Follow-ups on previous stories.
* SQUIRREL UPDATE REQUEST - "Any chance,"
bellows Tony, "of an update in the newsletter
on that guy who rescued a squirrel and had it
as a pet? Has it been flushed down the bog
yet? is it being kept in a cage rocking back
and forth cos it's gone mental? Inquiring
cynical minds need to know! I'll probably be
disappointed in a happy ending." So, Hairy
Midget - what's the news?
http://www.b3ta.com/links/13427/
* EBAY REVENGE - Last week we featured
Spikytom's revenge against a bloke who sold
him a dodgy laptop. This week: 'Police
Investigate Hate Website'. Ah well, if they
were serious about it they would have shut him
down.
http://news.bbc.co.uk/1/hi/england/london/5030814....

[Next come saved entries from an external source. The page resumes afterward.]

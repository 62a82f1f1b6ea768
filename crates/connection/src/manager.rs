//! Connection manager owning the telemetry WebSocket lifecycle.
//!
//! At most one live connection at a time. Subscribers get connection-state
//! transitions and decoded telemetry frames; unintended disconnects are
//! retried after a fixed delay until [`disconnect`](ConnectionManager::disconnect)
//! is called.

use std::sync::atomic::Ordering;

use tracing::debug;

use airview_protocol::TelemetryFrame;

use crate::reconnection::{
    WsContext, cancel_pending_reconnect, connect_inner, set_state,
};
use crate::subscribers::Subscription;
use crate::types::{ConnectionState, ReconnectConfig};

/// Owns the single streaming connection to the telemetry endpoint.
///
/// Explicitly constructed and injected — there is no process-wide
/// instance. Cheap to share via [`Clone`]: clones operate on the same
/// connection.
#[derive(Clone)]
pub struct ConnectionManager {
    ctx: WsContext,
}

impl ConnectionManager {
    /// Creates a manager with the standard 3 s reconnect delay.
    pub fn new() -> Self {
        Self::with_config(ReconnectConfig::default())
    }

    pub fn with_config(reconnect: ReconnectConfig) -> Self {
        Self {
            ctx: WsContext::new(reconnect),
        }
    }

    /// Connects to `url`.
    ///
    /// No-op when already connected or connecting to the same URL.
    /// Otherwise any existing session is torn down first. A failed dial
    /// leaves the state at [`ConnectionState::Error`] with a reconnect
    /// scheduled; failures are not returned because retrying is the
    /// manager's job.
    pub async fn connect(&self, url: &str) {
        connect_inner(self.ctx.clone(), url.to_string()).await;
    }

    /// Closes the connection and stops all reconnect attempts.
    ///
    /// Idempotent. After this returns no status or data callback fires
    /// until [`connect`](Self::connect) is called again, even for network
    /// events still in flight.
    pub async fn disconnect(&self) {
        self.ctx.intentional_close.store(true, Ordering::Relaxed);
        cancel_pending_reconnect(&self.ctx.reconnect_cancel);

        let client = self.ctx.ws_client.lock().await.take();
        if let Some(client) = client {
            // Callbacks go first: a close event racing this call must
            // find nothing to invoke.
            client.clear_callbacks().await;
            client.close().await;
            set_state(&self.ctx, ConnectionState::Disconnected);
            debug!("disconnected from telemetry source");
        } else if *self.ctx.state.read().unwrap() != ConnectionState::Disconnected {
            set_state(&self.ctx, ConnectionState::Disconnected);
        }
    }

    /// Current connection state.
    pub fn state(&self) -> ConnectionState {
        *self.ctx.state.read().unwrap()
    }

    /// The currently configured endpoint URL, empty before first connect.
    pub fn endpoint_url(&self) -> String {
        self.ctx.url.read().unwrap().clone()
    }

    /// Whether a reconnect timer is pending.
    pub fn reconnect_pending(&self) -> bool {
        self.ctx
            .reconnect_cancel
            .lock()
            .map(|g| g.is_some())
            .unwrap_or(false)
    }

    /// Registers a listener for connection-state transitions.
    pub fn subscribe_status(
        &self,
        callback: impl Fn(&ConnectionState) + Send + Sync + 'static,
    ) -> Subscription {
        self.ctx.status_subs.subscribe(callback)
    }

    /// Registers a listener for decoded telemetry frames.
    pub fn subscribe_data(
        &self,
        callback: impl Fn(&TelemetryFrame) + Send + Sync + 'static,
    ) -> Subscription {
        self.ctx.data_subs.subscribe(callback)
    }
}

impl Default for ConnectionManager {
    fn default() -> Self {
        Self::new()
    }
}

#[cfg(test)]
mod tests {
    use std::sync::{Arc, Mutex};
    use std::time::Duration;

    use super::*;

    #[tokio::test]
    async fn starts_disconnected() {
        let mgr = ConnectionManager::new();
        assert_eq!(mgr.state(), ConnectionState::Disconnected);
        assert!(!mgr.reconnect_pending());
        assert_eq!(mgr.endpoint_url(), "");
    }

    #[tokio::test]
    async fn disconnect_when_not_connected_is_noop() {
        let mgr = ConnectionManager::new();
        mgr.disconnect().await;
        mgr.disconnect().await;
        assert_eq!(mgr.state(), ConnectionState::Disconnected);
    }

    #[tokio::test]
    async fn failed_connect_sets_error_and_schedules_reconnect() {
        let mgr = ConnectionManager::new();
        let states = Arc::new(Mutex::new(Vec::new()));
        let s = states.clone();
        let _sub = mgr.subscribe_status(move |state: &ConnectionState| {
            s.lock().unwrap().push(*state);
        });

        mgr.connect("ws://127.0.0.1:1/ws/compressor").await;

        assert_eq!(mgr.state(), ConnectionState::Error);
        assert!(mgr.reconnect_pending());
        assert_eq!(
            *states.lock().unwrap(),
            vec![ConnectionState::Connecting, ConnectionState::Error]
        );

        mgr.disconnect().await;
        assert!(!mgr.reconnect_pending());
    }

    #[tokio::test]
    async fn disconnect_cancels_pending_reconnect() {
        let mgr = ConnectionManager::with_config(ReconnectConfig {
            delay: Duration::from_millis(50),
        });
        mgr.connect("ws://127.0.0.1:1/ws/compressor").await;
        assert!(mgr.reconnect_pending());

        mgr.disconnect().await;
        assert!(!mgr.reconnect_pending());

        // The timer never fires: no further dial, no state change.
        tokio::time::sleep(Duration::from_millis(200)).await;
        assert_eq!(mgr.state(), ConnectionState::Disconnected);
        assert!(!mgr.reconnect_pending());
    }

    #[tokio::test]
    async fn unsubscribed_listener_is_silent() {
        let mgr = ConnectionManager::new();
        let count = Arc::new(Mutex::new(0u32));
        let c = count.clone();
        let sub = mgr.subscribe_status(move |_| {
            *c.lock().unwrap() += 1;
        });
        sub.unsubscribe();

        mgr.connect("ws://127.0.0.1:1/ws/compressor").await;
        mgr.disconnect().await;

        assert_eq!(*count.lock().unwrap(), 0);
    }

    #[tokio::test]
    async fn connect_records_configured_url() {
        let mgr = ConnectionManager::new();
        mgr.connect("ws://127.0.0.1:1/ws/compressor").await;
        assert_eq!(mgr.endpoint_url(), "ws://127.0.0.1:1/ws/compressor");
        mgr.disconnect().await;
    }
}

* HISCOX RESPONDS - last week we pointed out
that this insurance firm has a rude name. B
Gower got in touch with them to ask if they
had any plans to change their name "to avoid
the usual crop of sniggering innuendo." The
response?
"Subject: RE: Hiscox.com enquiry
Dear Sirs
Thank you for contacting Hiscox.
Although we appreciate your feedback we have
no immediate plans to review our name or
logo.
The name is very well known within the
insurance market and we do not want to lose
the brand associations we have built up over
several decades. We our proud that Hiscox
has grown from a small family business and
our Chairman is still a founding member -
Robert Hiscox.
Yours sincerely, Victoria Sutton"
BTW: Note the "We our proud that Hiscox has
grown" line...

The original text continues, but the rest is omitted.